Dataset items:

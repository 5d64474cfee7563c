//! toc_report: render plans for TOCs.
//!
//! Two phases meet here:
//! - build time: `synthesize` turns a TOC shape + formatter + sort policy into a
//!   `RenderSpecification`, a small plan tree that references columns and the
//!   two injected names (grouped data, accessible proposal set) but no data.
//! - render time: `render` runs that plan for one viewer against the grouped
//!   data. Every run starts from a private, reset copy of the data, so one
//!   uploaded artifact can be rendered for any number of viewers.
//!
//! No I/O here. Callers supply the grouped data and viewer context in memory.

#![forbid(unsafe_code)]

use thiserror::Error;

pub mod formatter;
pub mod plan;
pub mod render;
pub mod synth;

pub use formatter::{CellFn, ColumnDef, ColumnSource, Computed, ProposalFormatter, RowView, TableFormatter};
pub use plan::{Node, RenderSpecification, TocShape};
pub use render::render;
pub use synth::{synthesize, TemplateSynthesizer};

// ===== Errors =====

#[derive(Debug, Error, Clone, PartialEq, Eq)]
pub enum ReportError {
    /// A column descriptor without exactly one of direct reference / computed value.
    #[error("column definition '{heading}': {problem}")]
    ColumnDefinition { heading: String, problem: &'static str },

    /// Plan and data (or plan parameters) do not fit together.
    #[error("plan shape: {0}")]
    Shape(String),

    /// The viewer context has no accessible set under the plan's access name.
    #[error("no accessible proposal set named '{0}'")]
    UnknownAccessSet(String),

    /// A computed-cell template failed to render.
    #[error("computed cell template: {0}")]
    Template(String),

    /// A plan node was evaluated outside the loop that binds it.
    #[error("plan node '{0}' evaluated outside its scope")]
    Scope(&'static str),
}
//! crates/toc_core/src/region.rs
//! Country → (subregion, region) lookup used by region enrichment.
//! Loading from disk lives in `toc_io::loader`.

use std::collections::BTreeMap;

#[derive(Clone, Debug, PartialEq, Eq)]
pub struct RegionEntry {
    pub subregion: String,
    pub region: String,
}

#[derive(Clone, Debug, Default, PartialEq, Eq)]
pub struct RegionTable {
    by_country: BTreeMap<String, RegionEntry>,
}

impl RegionTable {
    pub fn new() -> Self {
        Self::default()
    }

    /// Later rows for the same country replace earlier ones.
    pub fn insert(&mut self, country: impl Into<String>, subregion: impl Into<String>, region: impl Into<String>) {
        self.by_country.insert(
            country.into(),
            RegionEntry { subregion: subregion.into(), region: region.into() },
        );
    }

    pub fn lookup(&self, country: &str) -> Option<&RegionEntry> {
        self.by_country.get(country)
    }

    pub fn len(&self) -> usize {
        self.by_country.len()
    }

    pub fn is_empty(&self) -> bool {
        self.by_country.is_empty()
    }
}

impl<C, S, R> FromIterator<(C, S, R)> for RegionTable
where
    C: Into<String>,
    S: Into<String>,
    R: Into<String>,
{
    fn from_iter<I: IntoIterator<Item = (C, S, R)>>(iter: I) -> Self {
        let mut t = RegionTable::new();
        for (c, s, r) in iter {
            t.insert(c, s, r);
        }
        t
    }
}
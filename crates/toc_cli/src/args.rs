// crates/toc_cli/src/args.rs
//
// CLI argument surface. Paths must be local (no scheme); the manifest and the
// viewer file must exist. `--out` may not exist yet.

use clap::Parser;
use std::fmt;
use std::fs;
use std::path::{Path, PathBuf};

use toc_io::looks_like_url;

#[derive(Debug, Parser, Clone)]
#[command(
    name = "toc",
    disable_help_subcommand = true,
    about = "Build TOC grouped data and render plans from a manifest"
)]
pub struct Args {
    /// TOC manifest JSON.
    #[arg(long)]
    pub manifest: PathBuf,

    /// Output directory (default: current directory).
    #[arg(long, default_value = ".")]
    pub out: PathBuf,

    /// Viewer context JSON; when given, every TOC is also rendered to `<name>.wiki`.
    #[arg(long)]
    pub viewer: Option<PathBuf>,

    /// Load, build and synthesize plans without writing anything.
    #[arg(long)]
    pub validate_only: bool,

    /// Warnings and errors only; no summary on stdout.
    #[arg(long)]
    pub quiet: bool,
}

#[derive(Debug, PartialEq, Eq)]
pub enum CliError {
    NonLocalPath(String),
    NotFound(String),
}

impl fmt::Display for CliError {
    fn fmt(&self, f: &mut fmt::Formatter<'_>) -> fmt::Result {
        match self {
            CliError::NonLocalPath(p) => write!(f, "path must be local (no scheme): {p}"),
            CliError::NotFound(p) => write!(f, "file not found: {p}"),
        }
    }
}

impl std::error::Error for CliError {}

pub fn parse_and_validate() -> Result<Args, CliError> {
    let args = Args::parse();
    validate(&args)?;
    Ok(args)
}

fn validate(args: &Args) -> Result<(), CliError> {
    ensure_local_path(&args.out)?;
    ensure_local_file(&args.manifest, "--manifest")?;
    if let Some(viewer) = &args.viewer {
        ensure_local_file(viewer, "--viewer")?;
    }
    Ok(())
}

fn ensure_local_path(p: &Path) -> Result<(), CliError> {
    match p.to_str() {
        Some(s) if looks_like_url(s) => Err(CliError::NonLocalPath(s.to_string())),
        _ => Ok(()),
    }
}

fn ensure_local_file(p: &Path, label: &'static str) -> Result<(), CliError> {
    ensure_local_path(p)?;
    match fs::metadata(p) {
        Ok(meta) if meta.is_file() => Ok(()),
        _ => Err(CliError::NotFound(format!("{label} {}", p.display()))),
    }
}
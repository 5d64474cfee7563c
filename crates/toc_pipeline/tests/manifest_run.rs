// Manifest-driven runs against files in a temp dir.

use std::fs;
use std::path::Path;

use assert_json_diff::assert_json_include;
use serde_json::{json, Value};
use toc_pipeline::{run_from_manifest_path, PipelineError, RunOptions};

fn write_inputs(dir: &Path, tocs: Value) -> std::path::PathBuf {
    fs::write(
        dir.join("proposals.json"),
        json!({
            "name": "Climate 2021",
            "proposals": [
                { "key": "P1", "cells": { "Country": "Wakanda", "Topic": "Water", "Annual Budget": "$1 to $5 Million" } },
                { "key": "P2", "cells": { "Country": "Narnia", "Topic": "Health", "Annual Budget": "More than $1 Billion" } }
            ]
        })
        .to_string(),
    )
    .unwrap();
    fs::write(dir.join("regionconfig.csv"), "country,subregion,region\nWakanda,SubR1,RegionX\n").unwrap();
    fs::write(
        dir.join("viewer.json"),
        json!({ "proposal_sets": { "Climate 2021": { "P1": { "Topic": "Water" } } } }).to_string(),
    )
    .unwrap();

    let manifest = dir.join("toc.json");
    fs::write(
        &manifest,
        json!({ "competition": "proposals.json", "region_table": "regionconfig.csv", "tocs": tocs }).to_string(),
    )
    .unwrap();
    manifest
}

fn read_json(path: &Path) -> Value {
    serde_json::from_str(&fs::read_to_string(path).unwrap()).unwrap()
}

#[test]
fn writes_grouped_data_plan_and_rendered_text() {
    let dir = tempfile::tempdir().unwrap();
    let manifest = write_inputs(
        dir.path(),
        json!([
            { "kind": "generic", "name": "Topic", "column": "Topic", "sort": "count" },
            { "kind": "annual_budget", "column": "Annual Budget" },
            { "kind": "region_aware_geographic", "name": "Where", "column_sets": [["Country"]] }
        ]),
    );
    let out = dir.path().join("out");
    let opts = RunOptions { out_dir: out.clone(), viewer: Some(dir.path().join("viewer.json")), validate_only: false };

    let summary = run_from_manifest_path(&manifest, &opts).unwrap();
    assert_eq!(summary.competition, "Climate 2021");
    assert_eq!(summary.tocs.len(), 3);
    assert!(summary.tocs.iter().all(|t| t.rendered));
    assert_eq!(summary.tocs[2].missing_countries, vec!["Narnia".to_string()]);

    assert_json_include!(
        actual: read_json(&out.join("Topic.json")),
        expected: json!({ "groups": [ { "name": "Water", "all_proposal_ids": ["P1"] } ] })
    );
    assert_json_include!(
        actual: read_json(&out.join("Topic.plan.json")),
        expected: json!({ "shape": { "kind": "flat", "include_wiki_toc": true }, "data_var": "groups", "access_var": "Climate 2021" })
    );
    assert!(out.join("Annual_Budgets.json").is_file());

    assert_eq!(fs::read_to_string(out.join("Topic.wiki")).unwrap(), "__TOC__\n<div id='Water'></div>\n= Water (1) =\n* P1\n");
    assert_eq!(
        fs::read_to_string(out.join("Where.wiki")).unwrap(),
        "__TOC__\n= RegionX =\n== SubR1 ==\n=== Wakanda ===\n* P1\n"
    );
}

#[test]
fn validate_only_writes_nothing() {
    let dir = tempfile::tempdir().unwrap();
    let manifest = write_inputs(dir.path(), json!([{ "kind": "list", "name": "All" }]));
    let out = dir.path().join("out");
    let opts = RunOptions { out_dir: out.clone(), viewer: None, validate_only: true };

    let summary = run_from_manifest_path(&manifest, &opts).unwrap();
    assert!(summary.tocs[0].artifacts.is_none());
    assert!(!out.exists());
}

#[test]
fn bad_column_definition_fails_the_run() {
    let dir = tempfile::tempdir().unwrap();
    let manifest = write_inputs(
        dir.path(),
        json!([{ "kind": "list", "name": "All",
                 "formatter": { "type": "wiki_table", "columns": [ { "heading": "Oops", "name": "A", "template": "B" } ] } }]),
    );
    let opts = RunOptions { out_dir: dir.path().join("out"), viewer: None, validate_only: true };
    let err = run_from_manifest_path(&manifest, &opts).unwrap_err();
    assert!(matches!(err, PipelineError::Report(_)), "{err}");
}
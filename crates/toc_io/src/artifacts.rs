//! Artifact writers (toc_io)
//! - `<name>.json`: grouped data; `<name>.plan.json`: render plan; `<name>.wiki`: rendered text.
//! - JSON is pretty-printed with a trailing newline; field order follows the types.
//! - Atomic write: temp file in same dir + fsync(temp) + rename; fsync(dir) on Unix.
//! - Fallback: if rename fails (e.g., cross-device), write directly to target,
//!   fsync(target), then remove temp.

use std::fs::{self, OpenOptions};
use std::io::{self, Write};
use std::path::{Path, PathBuf};

use serde::Serialize;
use toc_core::TocName;

use crate::IoResult;

/// Output paths for one TOC under `out_dir`.
#[derive(Debug, Clone, PartialEq, Eq)]
pub struct ArtifactPaths {
    pub grouped_data: PathBuf,
    pub plan: PathBuf,
    pub rendered: PathBuf,
}

impl ArtifactPaths {
    pub fn new(out_dir: &Path, name: &TocName) -> Self {
        let stem = name.as_str();
        Self {
            grouped_data: out_dir.join(format!("{stem}.json")),
            plan: out_dir.join(format!("{stem}.plan.json")),
            rendered: out_dir.join(format!("{stem}.wiki")),
        }
    }
}

/// Serialize `value` as pretty JSON and write it atomically.
pub fn write_json_atomic<T: Serialize + ?Sized>(path: &Path, value: &T) -> IoResult<()> {
    let mut bytes = serde_json::to_vec_pretty(value)?;
    bytes.push(b'\n');
    write_bytes_atomic(path, &bytes)?;
    Ok(())
}

pub fn write_text_atomic(path: &Path, text: &str) -> IoResult<()> {
    write_bytes_atomic(path, text.as_bytes())?;
    Ok(())
}

fn write_bytes_atomic(path: &Path, bytes: &[u8]) -> io::Result<()> {
    let parent = path
        .parent()
        .filter(|p| !p.as_os_str().is_empty())
        .unwrap_or_else(|| Path::new("."));
    fs::create_dir_all(parent)?;

    let tmp = make_unique_tmp_path(path);
    let mut tf = OpenOptions::new().write(true).create_new(true).open(&tmp)?;
    tf.write_all(bytes)?;
    tf.sync_all()?;
    drop(tf);

    match fs::rename(&tmp, path) {
        Ok(()) => {
            let _ = fsync_dir(parent);
            Ok(())
        }
        Err(_) => {
            let res: io::Result<()> = (|| {
                let mut f = OpenOptions::new().write(true).create(true).truncate(true).open(path)?;
                f.write_all(bytes)?;
                f.sync_all()
            })();
            let _ = fs::remove_file(&tmp);
            res?;
            let _ = fsync_dir(parent);
            Ok(())
        }
    }
}

/// "<filename>.<pid>.<counter>.tmp" next to `target`.
fn make_unique_tmp_path(target: &Path) -> PathBuf {
    use std::sync::atomic::{AtomicU64, Ordering};

    static COUNTER: AtomicU64 = AtomicU64::new(0);

    let pid = std::process::id();
    let n = COUNTER.fetch_add(1, Ordering::Relaxed);
    let fname = target.file_name().and_then(|s| s.to_str()).unwrap_or("artifact");
    let tmp_name = format!("{fname}.{pid}.{n}.tmp");

    match target.parent() {
        Some(dir) => dir.join(tmp_name),
        None => PathBuf::from(tmp_name),
    }
}

#[cfg(unix)]
fn fsync_dir(dir: &Path) -> io::Result<()> {
    OpenOptions::new().read(true).open(dir)?.sync_all()
}

#[cfg(not(unix))]
#[inline]
fn fsync_dir(_dir: &Path) -> io::Result<()> {
    Ok(())
}
// crates/toc_algo/src/grouping/flat.rs
//
// One-level grouping of proposals by column value.
//
// Contract:
// - Proposals are visited in source order; within a group, keys are appended
//   in that order.
// - Declared groups come first, in declared order, even if they stay empty.
//   Undeclared values are appended in first-seen order.
// - Blank keys (empty or whitespace-only) are skipped; there is no
//   "ungrouped" bucket.
// - Multi-line mode splits each cell on '\n' and files the proposal under every
//   non-blank line. Every hit appends, so a proposal whose columns (or lines)
//   repeat a value appears that many times in the group.

use toc_core::{GroupingTable, Proposal};
use tracing::debug;

use crate::AlgoError;

/// How a cell value becomes grouping keys.
#[derive(Clone, Copy, Debug, Default, Eq, PartialEq)]
pub enum CellMode {
    /// The whole cell is one key.
    #[default]
    Single,
    /// Each line of the cell is a key.
    MultiLine,
}

impl CellMode {
    fn keys<'c>(self, cell: &'c str) -> Vec<&'c str> {
        let raw: Vec<&str> = match self {
            CellMode::Single => vec![cell],
            CellMode::MultiLine => cell.split('\n').collect(),
        };
        raw.into_iter().filter(|k| !k.trim().is_empty()).collect()
    }
}

#[derive(Clone, Debug)]
pub struct FlatGroupingEngine {
    columns: Vec<String>,
    mode: CellMode,
}

impl FlatGroupingEngine {
    pub fn new<I, S>(columns: I, mode: CellMode) -> Self
    where
        I: IntoIterator<Item = S>,
        S: Into<String>,
    {
        Self { columns: columns.into_iter().map(Into::into).collect(), mode }
    }

    pub fn columns(&self) -> &[String] {
        &self.columns
    }

    pub fn mode(&self) -> CellMode {
        self.mode
    }

    /// Partition `proposals` into a `GroupingTable` seeded with `declared`.
    pub fn build<'a, P, I>(&self, proposals: I, declared: &[String]) -> Result<GroupingTable, AlgoError>
    where
        P: Proposal + ?Sized + 'a,
        I: IntoIterator<Item = &'a P>,
    {
        let mut table = GroupingTable::with_declared(declared.iter().cloned())?;
        let mut visited = 0usize;

        for proposal in proposals {
            visited += 1;
            for column in &self.columns {
                for key in self.mode.keys(proposal.cell(column)) {
                    table.entry(key).all_proposal_ids.push(proposal.key().clone());
                }
            }
        }

        debug!(
            columns = ?self.columns,
            mode = ?self.mode,
            proposals = visited,
            groups = table.len(),
            "flat grouping built"
        );
        Ok(table)
    }
}

#[cfg(test)]
mod tests {
    use super::*;
    use std::collections::BTreeSet;
    use toc_core::ProposalRecord;

    fn p(key: &str, cells: &[(&str, &str)]) -> ProposalRecord {
        cells
            .iter()
            .fold(ProposalRecord::new(key.parse().unwrap()), |acc, (c, v)| acc.with_cell(*c, *v))
    }

    fn ids(table: &GroupingTable, name: &str) -> Vec<String> {
        table
            .get(name)
            .unwrap()
            .all_proposal_ids
            .iter()
            .map(|k| k.to_string())
            .collect()
    }

    #[test]
    fn groups_by_single_column_in_first_seen_order() {
        let ps = vec![
            p("P1", &[("Topic", "Water")]),
            p("P2", &[("Topic", "Health")]),
            p("P3", &[("Topic", "Water")]),
        ];
        let t = FlatGroupingEngine::new(["Topic"], CellMode::Single).build(&ps, &[]).unwrap();
        assert_eq!(t.names().collect::<Vec<_>>(), vec!["Water", "Health"]);
        assert_eq!(ids(&t, "Water"), vec!["P1", "P3"]);
    }

    #[test]
    fn blank_cells_land_in_no_group() {
        let ps = vec![p("P1", &[("Topic", "")]), p("P2", &[("Topic", "  ")]), p("P3", &[])];
        let t = FlatGroupingEngine::new(["Topic"], CellMode::Single).build(&ps, &[]).unwrap();
        assert!(t.is_empty());
    }

    #[test]
    fn union_of_members_is_proposals_with_any_value() {
        let ps = vec![
            p("P1", &[("A", "x")]),
            p("P2", &[("B", "y")]),
            p("P3", &[("A", ""), ("B", "")]),
            p("P4", &[("A", "x"), ("B", "x")]),
        ];
        let t = FlatGroupingEngine::new(["A", "B"], CellMode::Single).build(&ps, &[]).unwrap();
        let members: BTreeSet<String> = t
            .iter()
            .flat_map(|g| g.all_proposal_ids.iter().map(|k| k.to_string()))
            .collect();
        let expected: BTreeSet<String> = ["P1", "P2", "P4"].iter().map(|s| s.to_string()).collect();
        assert_eq!(members, expected);
        // same value in two columns files P4 twice
        assert_eq!(ids(&t, "x"), vec!["P1", "P4", "P4"]);
    }

    #[test]
    fn multi_line_fans_out_and_single_line_does_not() {
        let ps = vec![p("P1", &[("Keywords", "A\nB")])];
        let multi = FlatGroupingEngine::new(["Keywords"], CellMode::MultiLine).build(&ps, &[]).unwrap();
        assert_eq!(ids(&multi, "A"), vec!["P1"]);
        assert_eq!(ids(&multi, "B"), vec!["P1"]);

        let single = FlatGroupingEngine::new(["Keywords"], CellMode::Single).build(&ps, &[]).unwrap();
        assert_eq!(single.names().collect::<Vec<_>>(), vec!["A\nB"]);
    }

    #[test]
    fn repeated_line_files_the_proposal_per_line() {
        let ps = vec![p("P5", &[("Keywords", "A\nA")])];
        let t = FlatGroupingEngine::new(["Keywords"], CellMode::MultiLine).build(&ps, &[]).unwrap();
        assert_eq!(t.names().collect::<Vec<_>>(), vec!["A"]);
        assert_eq!(ids(&t, "A"), vec!["P5", "P5"]);
    }

    #[test]
    fn multi_line_skips_blank_lines() {
        let ps = vec![p("P1", &[("Keywords", "A\n\n \nB\n")])];
        let t = FlatGroupingEngine::new(["Keywords"], CellMode::MultiLine).build(&ps, &[]).unwrap();
        assert_eq!(t.names().collect::<Vec<_>>(), vec!["A", "B"]);
    }

    #[test]
    fn declared_groups_come_first() {
        let ps = vec![p("P1", &[("Budget", "Mid")]), p("P2", &[("Budget", "New")])];
        let declared: Vec<String> = ["Low", "Mid", "High"].iter().map(|s| s.to_string()).collect();
        let t = FlatGroupingEngine::new(["Budget"], CellMode::Single).build(&ps, &declared).unwrap();
        assert_eq!(t.names().collect::<Vec<_>>(), vec!["Low", "Mid", "High", "New"]);
        assert!(t.get("Low").unwrap().all_proposal_ids.is_empty());
    }

    #[test]
    fn build_time_counts_are_zero() {
        let ps = vec![p("P1", &[("Topic", "Water")])];
        let t = FlatGroupingEngine::new(["Topic"], CellMode::Single).build(&ps, &[]).unwrap();
        let g = t.get("Water").unwrap();
        assert_eq!(g.num_filtered_proposals, 0);
        assert!(g.filtered_proposal_ids.is_empty());
    }
}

**Work request:**
Every line of the entries above that holds "AlgoError" should be copied out.

**Task solution:**
use crate::AlgoError;
    pub fn build<'a, P, I>(&self, proposals: I, declared: &[String]) -> Result<GroupingTable, AlgoError>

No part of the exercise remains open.